GIVEN DATA =
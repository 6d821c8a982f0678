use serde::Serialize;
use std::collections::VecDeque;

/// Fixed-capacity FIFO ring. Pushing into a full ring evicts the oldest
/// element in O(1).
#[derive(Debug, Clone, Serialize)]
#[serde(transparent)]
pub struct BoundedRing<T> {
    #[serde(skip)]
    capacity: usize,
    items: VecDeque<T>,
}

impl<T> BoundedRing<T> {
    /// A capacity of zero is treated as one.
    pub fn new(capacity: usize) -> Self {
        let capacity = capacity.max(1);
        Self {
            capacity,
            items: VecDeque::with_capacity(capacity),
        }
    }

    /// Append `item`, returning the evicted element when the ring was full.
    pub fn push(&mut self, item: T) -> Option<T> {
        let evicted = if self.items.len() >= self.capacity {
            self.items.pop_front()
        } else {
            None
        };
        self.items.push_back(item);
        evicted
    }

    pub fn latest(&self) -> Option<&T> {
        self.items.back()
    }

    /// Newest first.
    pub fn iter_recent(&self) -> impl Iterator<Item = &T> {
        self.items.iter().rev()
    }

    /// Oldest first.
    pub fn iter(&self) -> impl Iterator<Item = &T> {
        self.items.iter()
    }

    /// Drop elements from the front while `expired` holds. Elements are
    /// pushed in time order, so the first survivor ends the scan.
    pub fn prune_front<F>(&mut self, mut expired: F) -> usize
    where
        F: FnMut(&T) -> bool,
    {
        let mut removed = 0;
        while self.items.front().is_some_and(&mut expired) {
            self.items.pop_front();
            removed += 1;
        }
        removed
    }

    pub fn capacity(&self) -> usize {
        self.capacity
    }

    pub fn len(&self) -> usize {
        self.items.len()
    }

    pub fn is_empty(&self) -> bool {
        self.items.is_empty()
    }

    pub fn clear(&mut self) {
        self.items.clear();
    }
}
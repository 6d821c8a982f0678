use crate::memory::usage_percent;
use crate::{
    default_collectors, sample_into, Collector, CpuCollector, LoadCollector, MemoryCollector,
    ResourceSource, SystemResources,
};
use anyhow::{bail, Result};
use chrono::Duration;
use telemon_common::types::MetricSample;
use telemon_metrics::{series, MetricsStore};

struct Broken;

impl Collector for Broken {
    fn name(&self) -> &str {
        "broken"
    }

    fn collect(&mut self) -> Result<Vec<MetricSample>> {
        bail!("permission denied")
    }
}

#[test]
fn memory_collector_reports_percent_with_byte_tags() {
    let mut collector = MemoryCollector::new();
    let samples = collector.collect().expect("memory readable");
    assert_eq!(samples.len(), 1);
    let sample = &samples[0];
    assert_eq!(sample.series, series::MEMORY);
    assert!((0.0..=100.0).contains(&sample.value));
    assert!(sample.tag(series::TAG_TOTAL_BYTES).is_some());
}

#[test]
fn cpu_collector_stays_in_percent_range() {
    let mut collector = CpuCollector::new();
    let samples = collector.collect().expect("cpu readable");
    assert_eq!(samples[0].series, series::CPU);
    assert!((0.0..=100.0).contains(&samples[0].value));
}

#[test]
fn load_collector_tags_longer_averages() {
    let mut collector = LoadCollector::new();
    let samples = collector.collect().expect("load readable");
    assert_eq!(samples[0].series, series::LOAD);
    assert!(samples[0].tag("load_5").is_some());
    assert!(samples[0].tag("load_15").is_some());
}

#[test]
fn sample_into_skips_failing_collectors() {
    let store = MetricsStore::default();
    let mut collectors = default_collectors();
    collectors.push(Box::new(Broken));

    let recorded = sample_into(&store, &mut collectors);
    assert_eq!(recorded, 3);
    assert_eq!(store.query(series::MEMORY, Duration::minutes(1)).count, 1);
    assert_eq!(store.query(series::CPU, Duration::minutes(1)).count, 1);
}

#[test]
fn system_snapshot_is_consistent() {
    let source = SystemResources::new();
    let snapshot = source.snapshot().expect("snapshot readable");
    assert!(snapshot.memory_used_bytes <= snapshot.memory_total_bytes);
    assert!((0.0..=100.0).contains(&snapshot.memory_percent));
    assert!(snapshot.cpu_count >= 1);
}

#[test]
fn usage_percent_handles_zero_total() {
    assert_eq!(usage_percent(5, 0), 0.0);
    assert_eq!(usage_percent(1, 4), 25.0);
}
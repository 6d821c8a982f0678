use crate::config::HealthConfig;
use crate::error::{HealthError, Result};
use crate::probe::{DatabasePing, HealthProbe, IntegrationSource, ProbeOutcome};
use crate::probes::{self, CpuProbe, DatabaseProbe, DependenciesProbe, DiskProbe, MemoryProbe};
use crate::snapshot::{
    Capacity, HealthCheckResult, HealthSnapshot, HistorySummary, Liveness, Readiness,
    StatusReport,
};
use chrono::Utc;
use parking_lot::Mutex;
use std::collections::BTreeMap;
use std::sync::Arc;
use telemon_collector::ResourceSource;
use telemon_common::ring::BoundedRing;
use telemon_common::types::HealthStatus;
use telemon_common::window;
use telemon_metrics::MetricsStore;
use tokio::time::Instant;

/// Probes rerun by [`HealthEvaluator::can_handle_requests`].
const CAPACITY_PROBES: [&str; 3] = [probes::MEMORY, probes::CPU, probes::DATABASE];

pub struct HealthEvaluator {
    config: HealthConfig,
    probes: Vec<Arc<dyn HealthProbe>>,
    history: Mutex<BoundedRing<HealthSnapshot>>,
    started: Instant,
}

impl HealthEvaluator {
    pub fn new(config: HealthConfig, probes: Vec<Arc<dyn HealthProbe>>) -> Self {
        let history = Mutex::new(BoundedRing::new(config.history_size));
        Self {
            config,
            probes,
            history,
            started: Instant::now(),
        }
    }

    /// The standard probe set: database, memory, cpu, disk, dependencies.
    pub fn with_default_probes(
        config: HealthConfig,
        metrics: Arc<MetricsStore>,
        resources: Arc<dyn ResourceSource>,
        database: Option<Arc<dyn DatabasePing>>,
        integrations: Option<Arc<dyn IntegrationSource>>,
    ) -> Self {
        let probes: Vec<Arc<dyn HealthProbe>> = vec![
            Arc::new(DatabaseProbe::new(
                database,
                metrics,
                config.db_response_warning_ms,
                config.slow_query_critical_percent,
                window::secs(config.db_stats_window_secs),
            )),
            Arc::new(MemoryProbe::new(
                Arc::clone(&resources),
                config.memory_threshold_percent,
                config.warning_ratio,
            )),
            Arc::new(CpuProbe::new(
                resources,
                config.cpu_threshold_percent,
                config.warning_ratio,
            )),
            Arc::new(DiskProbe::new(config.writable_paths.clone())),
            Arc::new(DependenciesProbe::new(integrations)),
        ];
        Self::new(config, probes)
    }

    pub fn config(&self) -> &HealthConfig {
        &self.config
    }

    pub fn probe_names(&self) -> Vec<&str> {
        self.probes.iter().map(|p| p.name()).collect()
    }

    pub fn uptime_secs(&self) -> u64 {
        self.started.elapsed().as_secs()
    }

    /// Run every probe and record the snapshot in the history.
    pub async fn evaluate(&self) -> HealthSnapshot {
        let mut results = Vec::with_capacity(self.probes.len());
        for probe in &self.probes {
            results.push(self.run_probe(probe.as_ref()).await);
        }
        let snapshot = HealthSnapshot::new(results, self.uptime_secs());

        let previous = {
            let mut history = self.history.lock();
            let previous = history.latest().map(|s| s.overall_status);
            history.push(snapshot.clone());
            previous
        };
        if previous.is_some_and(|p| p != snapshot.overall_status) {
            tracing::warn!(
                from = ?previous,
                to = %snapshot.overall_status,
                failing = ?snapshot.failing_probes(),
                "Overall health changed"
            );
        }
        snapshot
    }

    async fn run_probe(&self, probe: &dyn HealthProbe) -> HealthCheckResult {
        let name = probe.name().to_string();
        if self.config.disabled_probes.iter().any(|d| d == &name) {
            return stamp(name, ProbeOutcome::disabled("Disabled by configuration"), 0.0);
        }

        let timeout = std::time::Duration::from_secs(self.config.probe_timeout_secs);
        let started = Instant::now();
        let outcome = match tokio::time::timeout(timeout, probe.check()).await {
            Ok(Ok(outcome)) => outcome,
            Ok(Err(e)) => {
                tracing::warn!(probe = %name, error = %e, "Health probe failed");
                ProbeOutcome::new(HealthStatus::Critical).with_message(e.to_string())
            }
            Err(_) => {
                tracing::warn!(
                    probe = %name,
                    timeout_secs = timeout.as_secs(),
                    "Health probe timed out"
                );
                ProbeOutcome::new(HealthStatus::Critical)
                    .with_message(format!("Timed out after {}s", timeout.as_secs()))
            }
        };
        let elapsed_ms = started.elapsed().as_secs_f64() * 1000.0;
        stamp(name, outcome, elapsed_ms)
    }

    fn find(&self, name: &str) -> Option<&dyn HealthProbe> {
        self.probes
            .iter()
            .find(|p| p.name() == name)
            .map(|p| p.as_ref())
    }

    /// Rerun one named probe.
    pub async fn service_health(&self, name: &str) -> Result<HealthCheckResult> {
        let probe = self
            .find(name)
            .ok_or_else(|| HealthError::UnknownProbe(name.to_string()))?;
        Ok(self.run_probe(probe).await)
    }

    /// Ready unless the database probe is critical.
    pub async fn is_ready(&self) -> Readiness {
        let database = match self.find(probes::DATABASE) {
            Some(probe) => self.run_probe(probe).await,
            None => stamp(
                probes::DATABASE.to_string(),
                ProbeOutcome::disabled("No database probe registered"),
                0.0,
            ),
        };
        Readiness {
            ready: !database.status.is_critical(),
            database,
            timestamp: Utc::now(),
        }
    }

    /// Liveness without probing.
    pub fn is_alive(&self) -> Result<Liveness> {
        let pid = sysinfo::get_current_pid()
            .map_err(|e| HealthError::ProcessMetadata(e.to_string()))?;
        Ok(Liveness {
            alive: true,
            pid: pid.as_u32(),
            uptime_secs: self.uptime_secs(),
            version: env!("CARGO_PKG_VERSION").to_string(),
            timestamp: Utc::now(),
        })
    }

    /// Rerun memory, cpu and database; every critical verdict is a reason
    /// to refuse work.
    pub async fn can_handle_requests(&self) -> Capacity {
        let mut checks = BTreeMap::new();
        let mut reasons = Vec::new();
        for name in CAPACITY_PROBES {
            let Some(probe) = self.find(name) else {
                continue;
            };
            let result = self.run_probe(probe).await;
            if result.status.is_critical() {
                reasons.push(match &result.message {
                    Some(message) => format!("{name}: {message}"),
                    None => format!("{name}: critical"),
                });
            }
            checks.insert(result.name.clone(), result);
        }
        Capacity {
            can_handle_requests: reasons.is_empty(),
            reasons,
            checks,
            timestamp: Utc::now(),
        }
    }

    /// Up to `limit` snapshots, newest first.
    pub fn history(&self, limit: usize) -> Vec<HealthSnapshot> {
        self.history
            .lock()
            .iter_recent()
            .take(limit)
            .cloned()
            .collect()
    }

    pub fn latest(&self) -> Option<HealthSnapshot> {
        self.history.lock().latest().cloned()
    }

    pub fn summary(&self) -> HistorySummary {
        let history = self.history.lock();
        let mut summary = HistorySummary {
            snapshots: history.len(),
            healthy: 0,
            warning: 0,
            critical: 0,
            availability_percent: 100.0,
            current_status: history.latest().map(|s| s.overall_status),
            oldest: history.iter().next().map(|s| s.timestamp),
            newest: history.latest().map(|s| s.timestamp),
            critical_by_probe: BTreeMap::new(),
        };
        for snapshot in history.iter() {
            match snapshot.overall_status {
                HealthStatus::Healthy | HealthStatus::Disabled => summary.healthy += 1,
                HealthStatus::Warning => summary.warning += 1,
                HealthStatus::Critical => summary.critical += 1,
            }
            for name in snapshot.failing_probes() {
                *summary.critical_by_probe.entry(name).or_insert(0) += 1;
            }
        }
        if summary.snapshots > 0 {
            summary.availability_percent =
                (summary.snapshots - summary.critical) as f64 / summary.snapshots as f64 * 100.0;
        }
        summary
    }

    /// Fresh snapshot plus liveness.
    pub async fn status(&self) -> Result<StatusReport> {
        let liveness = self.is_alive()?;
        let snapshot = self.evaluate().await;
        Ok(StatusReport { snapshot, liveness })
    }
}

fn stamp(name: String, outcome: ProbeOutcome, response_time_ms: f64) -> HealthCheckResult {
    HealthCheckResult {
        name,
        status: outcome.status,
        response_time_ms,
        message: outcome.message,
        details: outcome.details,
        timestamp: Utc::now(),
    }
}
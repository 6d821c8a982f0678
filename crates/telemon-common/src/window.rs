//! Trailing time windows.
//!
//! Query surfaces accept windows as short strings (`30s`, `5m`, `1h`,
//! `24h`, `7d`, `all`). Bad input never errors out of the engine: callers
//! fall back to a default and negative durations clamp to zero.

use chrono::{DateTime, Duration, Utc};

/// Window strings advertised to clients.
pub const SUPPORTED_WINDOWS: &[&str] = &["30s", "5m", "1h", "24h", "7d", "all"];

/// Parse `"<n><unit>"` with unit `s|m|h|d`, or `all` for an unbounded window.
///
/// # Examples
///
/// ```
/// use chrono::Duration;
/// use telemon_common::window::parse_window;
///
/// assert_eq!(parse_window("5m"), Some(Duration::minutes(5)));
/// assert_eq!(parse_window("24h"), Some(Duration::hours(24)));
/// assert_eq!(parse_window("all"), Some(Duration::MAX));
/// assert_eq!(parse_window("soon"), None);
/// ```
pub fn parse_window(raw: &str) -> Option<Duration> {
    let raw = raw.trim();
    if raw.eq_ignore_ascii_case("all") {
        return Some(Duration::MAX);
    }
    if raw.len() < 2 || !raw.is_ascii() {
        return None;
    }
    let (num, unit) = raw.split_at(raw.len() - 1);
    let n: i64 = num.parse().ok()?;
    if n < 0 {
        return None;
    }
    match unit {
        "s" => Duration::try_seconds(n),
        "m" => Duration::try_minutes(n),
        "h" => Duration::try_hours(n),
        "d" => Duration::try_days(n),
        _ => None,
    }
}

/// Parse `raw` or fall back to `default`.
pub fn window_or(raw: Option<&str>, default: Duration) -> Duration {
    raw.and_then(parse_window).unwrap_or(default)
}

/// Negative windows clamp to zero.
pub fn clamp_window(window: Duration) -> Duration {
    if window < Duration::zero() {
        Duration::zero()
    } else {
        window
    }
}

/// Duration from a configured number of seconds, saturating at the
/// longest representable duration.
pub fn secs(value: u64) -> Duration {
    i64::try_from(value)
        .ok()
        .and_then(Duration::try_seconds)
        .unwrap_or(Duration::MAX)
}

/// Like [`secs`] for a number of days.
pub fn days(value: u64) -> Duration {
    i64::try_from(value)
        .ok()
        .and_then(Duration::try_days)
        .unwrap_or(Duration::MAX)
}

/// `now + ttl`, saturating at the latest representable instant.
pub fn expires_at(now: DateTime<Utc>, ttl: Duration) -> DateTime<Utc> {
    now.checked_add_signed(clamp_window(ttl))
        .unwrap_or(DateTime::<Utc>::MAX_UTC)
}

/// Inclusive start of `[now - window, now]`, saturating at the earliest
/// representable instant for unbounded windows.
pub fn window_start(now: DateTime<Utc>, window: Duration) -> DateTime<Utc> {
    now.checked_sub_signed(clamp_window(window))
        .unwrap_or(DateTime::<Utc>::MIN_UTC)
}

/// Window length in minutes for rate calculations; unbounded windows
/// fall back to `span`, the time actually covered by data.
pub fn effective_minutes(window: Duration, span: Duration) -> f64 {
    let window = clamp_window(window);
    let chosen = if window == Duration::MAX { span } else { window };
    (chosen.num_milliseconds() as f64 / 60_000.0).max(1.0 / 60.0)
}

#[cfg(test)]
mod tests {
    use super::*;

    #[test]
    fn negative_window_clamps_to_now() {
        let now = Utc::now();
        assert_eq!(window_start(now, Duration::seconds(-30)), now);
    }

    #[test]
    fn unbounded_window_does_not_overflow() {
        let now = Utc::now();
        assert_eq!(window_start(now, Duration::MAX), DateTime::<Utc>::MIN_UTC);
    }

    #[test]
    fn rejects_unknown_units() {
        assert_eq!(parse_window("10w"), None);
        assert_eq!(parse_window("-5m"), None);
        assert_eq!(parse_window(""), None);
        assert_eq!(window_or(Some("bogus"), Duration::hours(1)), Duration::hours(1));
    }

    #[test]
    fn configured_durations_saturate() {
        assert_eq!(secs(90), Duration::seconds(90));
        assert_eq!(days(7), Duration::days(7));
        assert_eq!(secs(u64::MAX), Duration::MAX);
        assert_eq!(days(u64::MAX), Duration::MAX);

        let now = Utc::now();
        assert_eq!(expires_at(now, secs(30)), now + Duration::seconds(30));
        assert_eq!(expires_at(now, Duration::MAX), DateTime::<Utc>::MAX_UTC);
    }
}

TASK INSTRUCTIONS = Looking at the records above, which lines contain "DatabaseProbe"? Copy those lines.

OUTPUT FOR THIS TASK =
use crate::probes::{self, CpuProbe, DatabaseProbe, DependenciesProbe, DiskProbe, MemoryProbe};
            Arc::new(DatabaseProbe::new(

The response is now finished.